The Nuremberg trade fair has been and gone and once again the big German companies seem to be making their major effort here rather than at Essen. It makes commercial sense, to my mind at least. A February launch gives the game time to be reviewed and to acquire a reputation and then in October, if the omens are right, you can pile the boxes high and sell lots of copies. The Nuremberg releases have not yet arrived in the UK, but, thanks to Mark Green, Eamon Bloomfield and German posters on the Net, we can mark your card, and Dave Farquhar's position as official playtester to Reiner Knizia means that we also have some early reviews.
The fair seems to have been dominated by the big name designers: Klaus Teuber, Reiner Knizia, Stefan Dorra and Tom Schoeps. The early favourite for `Game of the Year' is Klaus Teuber's Die Siedler von Catan. This is about the development of a large island, with each player starting with a village which they then expand by building roads and new settlements, acquiring natural resources and trading. There is no fighting; the key to success being trade. The buzz on this one is very positive and it certainly sounds interesting. There have been loads of games where players seek to build an empire by fighting and none of them work as well as you hope, because all run up against the problem that while A and B fight, C and D rub their hands with glee. With competition based on trading, the incentive is to get involved, rather than to hold back, and in game terms that has to be good. The publisher is franckh and that means that the components should be special as well.

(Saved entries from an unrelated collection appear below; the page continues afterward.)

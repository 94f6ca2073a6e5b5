// Copyright 2024 ICX Tools Developers
// SPDX-License-Identifier: MIT

//! Password protected key store files.
//!
//! Key stores use the version 3 encrypted JSON wallet layout (scrypt or pbkdf2 key derivation,
//! aes-128-ctr cipher, keccak256 mac). Files written here also carry the wallet `address` and a
//! `coinType` of `icx` so that other ICON tools can pick them up.

use std::fs;
use std::path::{Path, PathBuf};

use serde_json::Value;
use thiserror::Error;
use zeroize::Zeroize;

use crate::signer::{IcxSigner, PrivateKey};

const COIN_TYPE: &str = "icx";

/// The single error kind for key store access. A missing file, a wrong password and a corrupted
/// file all map here; the message carries the underlying cause.
#[derive(Debug, Error)]
#[error("key store error: {message}")]
pub struct KeyStoreError {
    message: String,
}

impl KeyStoreError {
    pub(crate) fn new(message: impl Into<String>) -> Self {
        Self {
            message: message.into(),
        }
    }

    pub fn message(&self) -> &str {
        &self.message
    }
}

/// Reads the key store at `path` and decrypts the private key with `password`.
pub fn key_from_key_store(
    path: impl AsRef<Path>,
    password: &str,
) -> Result<PrivateKey, KeyStoreError> {
    let path = path.as_ref();
    log::debug!("loading key store from {path:?}");

    if !path.is_file() {
        return Err(KeyStoreError::new(format!(
            "key store file not found: {path:?}"
        )));
    }

    let mut raw = eth_keystore::decrypt_key(path, password).map_err(|e| {
        log::debug!("cannot decrypt key store {path:?}: {e}");
        KeyStoreError::new(format!("cannot decrypt key store {path:?}: {e}"))
    })?;

    let private_key = PrivateKey::from_slice(&raw).map_err(|e| KeyStoreError::new(e.to_string()));
    raw.zeroize();
    private_key
}

/// Encrypts the signer's key with `password` into a new key store file under `dir`. The file is
/// named `name`, or after the key store id when no name is given. Returns the file path.
pub fn write_key_store(
    dir: impl AsRef<Path>,
    signer: &IcxSigner,
    password: &str,
    name: Option<&str>,
) -> Result<PathBuf, KeyStoreError> {
    let dir = dir.as_ref();
    fs::create_dir_all(dir)
        .map_err(|e| KeyStoreError::new(format!("cannot create key store dir {dir:?}: {e}")))?;

    let private_key = signer.private_key();
    let id = eth_keystore::encrypt_key(
        dir,
        &mut rand::thread_rng(),
        private_key.as_bytes(),
        password,
        name,
    )
    .map_err(|e| KeyStoreError::new(format!("cannot encrypt key store: {e}")))?;

    let path = dir.join(name.unwrap_or(id.as_str()));
    annotate(&path, signer)?;

    log::info!("wrote key store for {} to {path:?}", signer.address());
    Ok(path)
}

/// Adds the wallet address and coin type to a freshly written key store file.
fn annotate(path: &Path, signer: &IcxSigner) -> Result<(), KeyStoreError> {
    let contents = fs::read_to_string(path)
        .map_err(|e| KeyStoreError::new(format!("cannot read key store {path:?}: {e}")))?;
    let mut json: Value = serde_json::from_str(&contents)
        .map_err(|e| KeyStoreError::new(format!("malformed key store {path:?}: {e}")))?;

    let Some(object) = json.as_object_mut() else {
        return Err(KeyStoreError::new(format!(
            "key store {path:?} is not a json object"
        )));
    };
    object.insert(
        "address".to_string(),
        Value::String(signer.address().to_string()),
    );
    object.insert("coinType".to_string(), Value::String(COIN_TYPE.to_string()));

    let contents = serde_json::to_string_pretty(&json)
        .map_err(|e| KeyStoreError::new(format!("cannot serialize key store: {e}")))?;
    fs::write(path, contents)
        .map_err(|e| KeyStoreError::new(format!("cannot write key store {path:?}: {e}")))
}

Klaus Teuber's other big release is Galopp Royal, a race game about sedan chairs in which you have to bid for teams of carriers having only partial information about their strength. It has a playing time of 30-45 minutes and is for 3-6 players, although Dirk Bock, reviewing it on the Net (in Ken's Game Cabinet), reckons that it works better with fewer rather than with more, because with 5 or 6 those players who get off to a bad start find it very difficult to recover. This one is from a welcome new entrant into the boardgames market. Simba are a big toy company who have decided to expand into adult boardgames and have done so in some style with four major releases, all of which have met with favourable reaction. The other three are Linie 1 from Stefan Dorra, which is a track laying plus race game with tram cars as the theme; Bakschisch which is a bidding and race game which Mark describes as being simple and elegant with vague echoes of Adel Verpflichtet (Teuber is the co-author of this one, along with Hering, a new name to me.); and Sternen Himmel from Tom Schoeps, which is reckoned to be the best of the four. It is a placement game with beautiful components and lots of scope for bluff. There are twelve cardboard tiles each depicting one of the constellations of the zodiac. Each player has stars of varying values and properties and points are scored by being either first or second most powerful player on each tile. It is for 3-5 players and takes 30-45 minutes. The Simba games are being marketed under the label Goldsieber.
Reiner Knizia seems to have a whole shelf full of new releases, with High Society (Ravensburger) and Medici (Amigo) being the ones attracting most of the early attention. Both of these are reviewed by Dave later in the magazine. The others of Reiner's that Mark drew attention to are Stonehenge and Feet of Kilimanjaro, both from Hans im Glück, but I have no further information on either of these as yet. The other tip from the Hans im Glück list is Canaletto, a supposedly interesting auction game.
Beyond that it is not much more than a list of names that could, at this stage, be anything, but two that did catch my eye were Condottiere from Eurogames and Auf Teufel komm raus from ASS. The former is a German release for the French game that I mentioned last time and since Dan Steel of Esdevium Games was making enthusiastic noises about it, it could be one worth looking out for. The other was described by the German poster on the Net as ``a laying game''. Sounds like fun!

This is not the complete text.